Atualizado: 12 de jun.

Em 1995, nos cinemas, o gênero comédia romântica e romance estavam em seu auge, não à toa que foram lançados 3 grandes filmes, Sabrina (Um remake do filme de 1954) As pontes de Madison (Meu texto anterior), e Antes do Amanhecer, filme no qual estarei tentando escrever algo relevante, tamanho impacto.


Já perdi as contas de quantas vezes eu vi esse longa, mas sempre tem algo que me chama atenção - minha vida sempre atravessa alguma fase no momento que vejo ele, e cada assistida tem significado, peso e uma nova leitura, o que é incrível e demonstra o quão especial é essa obra.


"Antes do Amanhecer , dirigido por Richard Linklater não é apenas um filme — é uma experiência sensorial e filosófica envolta na simplicidade. Um filme que abraça a banalidade com reverência, e encontra, nos fragmentos mais comuns da vida, a centelha de algo absolutamente extraordinário. Em uma época em que o cinema romântico buscava altos dramas, obstáculos grandiosos e desenlaces redentores, seu criador ousou olhar para o que acontece entre um café e uma caminhada, entre um olhar trocado no metrô e uma despedida sussurrada ao amanhecer. E é exatamente aí, nesse espaço entre os grandes acontecimentos, que o filme floresce — e transforma o passageiro em eterno.


A história é desarmantemente simples: Jesse (Ethan Hawke), um jovem americano, conhece Celine (Julie Delpy), uma estudante francesa, em um trem para Viena. Os dois engatam uma conversa casual que evolui rapidamente para uma conexão profunda. Jesse a convida para descer com ele em Viena e passar a noite andando pela cidade antes que ele embarque em seu voo de volta para os Estados Unidos na manhã seguinte.

A narrativa se desenrola quase em tempo real, em longas conversas que oscilam entre o banal e o sublime. Não há reviravoltas dramáticas, vilões ou grandes declarações de amor. Ao contrário: o filme aposta no poder da intimidade, na força das ideias trocadas e na mágica que acontece quando duas almas se encontram de forma honesta e vulnerável. É um cinema do silêncio, das pausas, das palavras que soam como confidências. Um cinema da escuta.

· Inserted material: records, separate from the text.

//! TOML-based application configuration.
//!
//! Stores the planner defaults: the awake window, minimum slot, buffer,
//! horizon alignment, generation mode and an optional fixed seed.
//!
//! Configuration is stored at `~/.config/weekplan/config.toml`.

use std::path::{Path, PathBuf};

use serde::{Deserialize, Serialize};

use super::data_dir;
use crate::error::ConfigError;
use crate::schedule::DayOfWeek;
use crate::scheduler::{GenerationMode, SchedulerConfig};
use crate::timeline::clock;

/// Planner configuration.
#[derive(Debug, Clone, PartialEq, Eq, Serialize, Deserialize)]
pub struct SchedulerSection {
    /// Start of the awake window, `HH:MM`.
    #[serde(default = "default_awake_start")]
    pub awake_start: String,
    /// End of the awake window, `HH:MM`.
    #[serde(default = "default_awake_end")]
    pub awake_end: String,
    #[serde(default = "default_min_slot_minutes")]
    pub min_slot_minutes: i64,
    #[serde(default = "default_buffer_minutes")]
    pub buffer_minutes: i64,
    /// Weekday the horizon starts on, or `"none"` to start on the given date.
    #[serde(default = "default_week_start")]
    pub week_start: String,
    #[serde(default)]
    pub mode: GenerationMode,
    /// Fixed seed for reproducible runs.
    #[serde(default)]
    pub seed: Option<u64>,
}

/// Application configuration.
///
/// Serialized to/from TOML at `~/.config/weekplan/config.toml`.
#[derive(Debug, Clone, Default, PartialEq, Eq, Serialize, Deserialize)]
pub struct Config {
    #[serde(default)]
    pub scheduler: SchedulerSection,
}

// Default functions
fn default_awake_start() -> String {
    "08:00".into()
}
fn default_awake_end() -> String {
    "22:00".into()
}
fn default_min_slot_minutes() -> i64 {
    30
}
fn default_buffer_minutes() -> i64 {
    15
}
fn default_week_start() -> String {
    "monday".into()
}

impl Default for SchedulerSection {
    fn default() -> Self {
        Self {
            awake_start: default_awake_start(),
            awake_end: default_awake_end(),
            min_slot_minutes: default_min_slot_minutes(),
            buffer_minutes: default_buffer_minutes(),
            week_start: default_week_start(),
            mode: GenerationMode::default(),
            seed: None,
        }
    }
}

fn invalid(key: &str, message: impl ToString) -> ConfigError {
    ConfigError::InvalidValue {
        key: key.to_string(),
        message: message.to_string(),
    }
}

impl Config {
    fn get_json_value_by_path<'a>(
        root: &'a serde_json::Value,
        key: &str,
    ) -> Option<&'a serde_json::Value> {
        if key.is_empty() {
            return None;
        }

        let mut current = root;
        for part in key.split('.') {
            current = current.get(part)?;
        }
        Some(current)
    }

    fn set_json_value_by_path(
        root: &mut serde_json::Value,
        key: &str,
        value: &str,
    ) -> Result<(), ConfigError> {
        let unknown = || ConfigError::UnknownKey(key.to_string());
        let mut parts = key.split('.').peekable();
        if key.is_empty() {
            return Err(unknown());
        }

        let mut current = root;
        while let Some(part) = parts.next() {
            let is_leaf = parts.peek().is_none();
            if is_leaf {
                let obj = current.as_object_mut().ok_or_else(unknown)?;
                let existing = obj.get(part).ok_or_else(unknown)?;

                let new_value = match existing {
                    serde_json::Value::Bool(_) => serde_json::Value::Bool(
                        value.parse::<bool>().map_err(|e| invalid(key, e))?,
                    ),
                    // "none" unsets optional values; required ones fail to deserialize
                    serde_json::Value::Number(_) | serde_json::Value::Null
                        if matches!(value, "none" | "null") =>
                    {
                        serde_json::Value::Null
                    }
                    serde_json::Value::Number(_) => {
                        let n = value.parse::<i64>().map_err(|e| invalid(key, e))?;
                        serde_json::Value::Number(n.into())
                    }
                    serde_json::Value::Object(_) | serde_json::Value::Array(_) => {
                        return Err(invalid(key, "not a single value"));
                    }
                    serde_json::Value::Null => match value {
                        "" => serde_json::Value::Null,
                        _ => match value.parse::<u64>() {
                            Ok(n) => serde_json::Value::Number(n.into()),
                            Err(_) => serde_json::Value::String(value.into()),
                        },
                    },
                    serde_json::Value::String(_) => serde_json::Value::String(value.into()),
                };

                obj.insert(part.to_string(), new_value);
                return Ok(());
            }

            current = current.get_mut(part).ok_or_else(unknown)?;
        }

        Err(unknown())
    }

    /// Path of the config file inside the data directory.
    ///
    /// # Errors
    /// Returns an error if the data directory cannot be prepared.
    pub fn path() -> Result<PathBuf, ConfigError> {
        Ok(data_dir()?.join("config.toml"))
    }

    /// Load from disk, writing the defaults when the file is missing.
    ///
    /// # Errors
    ///
    /// Returns an error if the config file exists but cannot be parsed,
    /// or if the default config cannot be written to disk.
    pub fn load() -> Result<Self, ConfigError> {
        Self::load_from(&Self::path()?)
    }

    /// Load from `path`, writing the defaults there when the file is missing.
    ///
    /// # Errors
    /// Returns an error if the file cannot be read or parsed, or the
    /// defaults cannot be written.
    pub fn load_from(path: &Path) -> Result<Self, ConfigError> {
        match std::fs::read_to_string(path) {
            Ok(content) => toml::from_str(&content).map_err(|e| ConfigError::LoadFailed {
                path: path.to_path_buf(),
                message: e.to_string(),
            }),
            Err(e) if e.kind() == std::io::ErrorKind::NotFound => {
                let cfg = Self::default();
                cfg.save_to(path)?;
                Ok(cfg)
            }
            Err(e) => Err(ConfigError::LoadFailed {
                path: path.to_path_buf(),
                message: e.to_string(),
            }),
        }
    }

    /// Persist to disk.
    ///
    /// # Errors
    ///
    /// Returns an error if the config cannot be serialized or written to disk.
    pub fn save(&self) -> Result<(), ConfigError> {
        self.save_to(&Self::path()?)
    }

    /// # Errors
    /// Returns an error if the config cannot be serialized or written.
    pub fn save_to(&self, path: &Path) -> Result<(), ConfigError> {
        let save_failed = |message: String| ConfigError::SaveFailed {
            path: path.to_path_buf(),
            message,
        };
        let content = toml::to_string_pretty(self).map_err(|e| save_failed(e.to_string()))?;
        std::fs::write(path, content).map_err(|e| save_failed(e.to_string()))?;
        Ok(())
    }

    /// Get a config value as string by dot-separated key.
    pub fn get(&self, key: &str) -> Option<String> {
        let json = serde_json::to_value(self).ok()?;
        let val = Self::get_json_value_by_path(&json, key)?;
        match val {
            serde_json::Value::String(s) => Some(s.clone()),
            serde_json::Value::Null => Some("none".to_string()),
            other => Some(other.to_string()),
        }
    }

    /// Every leaf key with its current value, sorted by key.
    pub fn entries(&self) -> Vec<(String, String)> {
        let mut entries = Vec::new();
        if let Ok(serde_json::Value::Object(sections)) = serde_json::to_value(self) {
            for (section, fields) in sections {
                if let serde_json::Value::Object(fields) = fields {
                    for field in fields.keys() {
                        let key = format!("{section}.{field}");
                        if let Some(value) = self.get(&key) {
                            entries.push((key, value));
                        }
                    }
                }
            }
        }
        entries
    }

    /// Set a value by dot-separated key without saving.
    ///
    /// The updated config must still produce a valid scheduler config.
    ///
    /// # Errors
    /// Returns an error if the key is unknown or the value is invalid.
    pub fn apply(&mut self, key: &str, value: &str) -> Result<(), ConfigError> {
        let mut json = serde_json::to_value(&*self).map_err(|e| invalid(key, e))?;
        Self::set_json_value_by_path(&mut json, key, value)?;
        let updated: Config = serde_json::from_value(json).map_err(|e| invalid(key, e))?;
        updated.scheduler_config()?;
        *self = updated;
        Ok(())
    }

    /// Set a config value by key and save. Returns error if key is unknown.
    ///
    /// # Errors
    ///
    /// Returns an error if the key is unknown, the value cannot be parsed,
    /// or the config cannot be saved.
    pub fn set(&mut self, key: &str, value: &str) -> Result<(), ConfigError> {
        self.apply(key, value)?;
        self.save()
    }

    /// Build the planner configuration from the `[scheduler]` section.
    ///
    /// # Errors
    /// Returns an error naming the offending key when a value does not parse
    /// or the resulting configuration is invalid.
    pub fn scheduler_config(&self) -> Result<SchedulerConfig, ConfigError> {
        let section = &self.scheduler;
        let window_start = clock::parse_clock(&section.awake_start)
            .map(clock::minute_of_day)
            .map_err(|e| invalid("scheduler.awake_start", e))?;
        let window_end = clock::parse_clock(&section.awake_end)
            .map(clock::minute_of_day)
            .map_err(|e| invalid("scheduler.awake_end", e))?;
        let week_start = match section.week_start.trim().to_ascii_lowercase().as_str() {
            "none" | "" => None,
            other => Some(
                other
                    .parse::<DayOfWeek>()
                    .map_err(|e| invalid("scheduler.week_start", e))?,
            ),
        };

        let config = SchedulerConfig {
            window_start,
            window_end,
            min_slot_minutes: section.min_slot_minutes,
            buffer_minutes: section.buffer_minutes,
            week_start,
            mode: section.mode,
        };
        config.validate().map_err(|e| invalid("scheduler", e))?;
        Ok(config)
    }
}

O roteiro, escrito por Linklater e Kim Krizan, é uma joia rara no panorama cinematográfico. Sua construção é meticulosa, mas nunca parece artificial. Os diálogos fluem com uma naturalidade desconcertante, alternando entre filosofia, política, literatura, experiências pessoais e observações cotidianas. O que poderia parecer um excesso em intelectualização se transforma, nas mãos do elenco e da direção, em pura humanidade.


Há uma cadência nas conversas, um ritmo quase musical — ora melódico, ora sincopado — que aproxima o filme mais de uma partitura do que de um roteiro convencional. Celine e Jesse se desnudam com palavras, com histórias, com memórias e medos, e o espectador se torna cúmplice desse desvelamento lento e doce. O roteiro não impõe significados; ele sugere, provoca, convida à reflexão.


Ethan Hawke e Julie Delpy não apenas interpretam Jesse e Celine; eles são Jesse e Celine. A química entre os dois é absolutamente magnética, mas não no sentido tradicional da sedução cinematográfica. Há entre eles uma curiosidade real, uma escuta mútua, uma busca autêntica por conexão.


Hawke traz ao personagem uma mistura de cinismo e romantismo envergonhado, um ar de quem quer parecer blasé, mas é tocado por cada palavra que ouve. Já Delpy ilumina a tela com a profundidade das suas pausas e a expressividade do olhar — Celine é tanto racional quanto sonhadora, intensa e delicada, cheia de contradições que tornam sua presença hipnotizante.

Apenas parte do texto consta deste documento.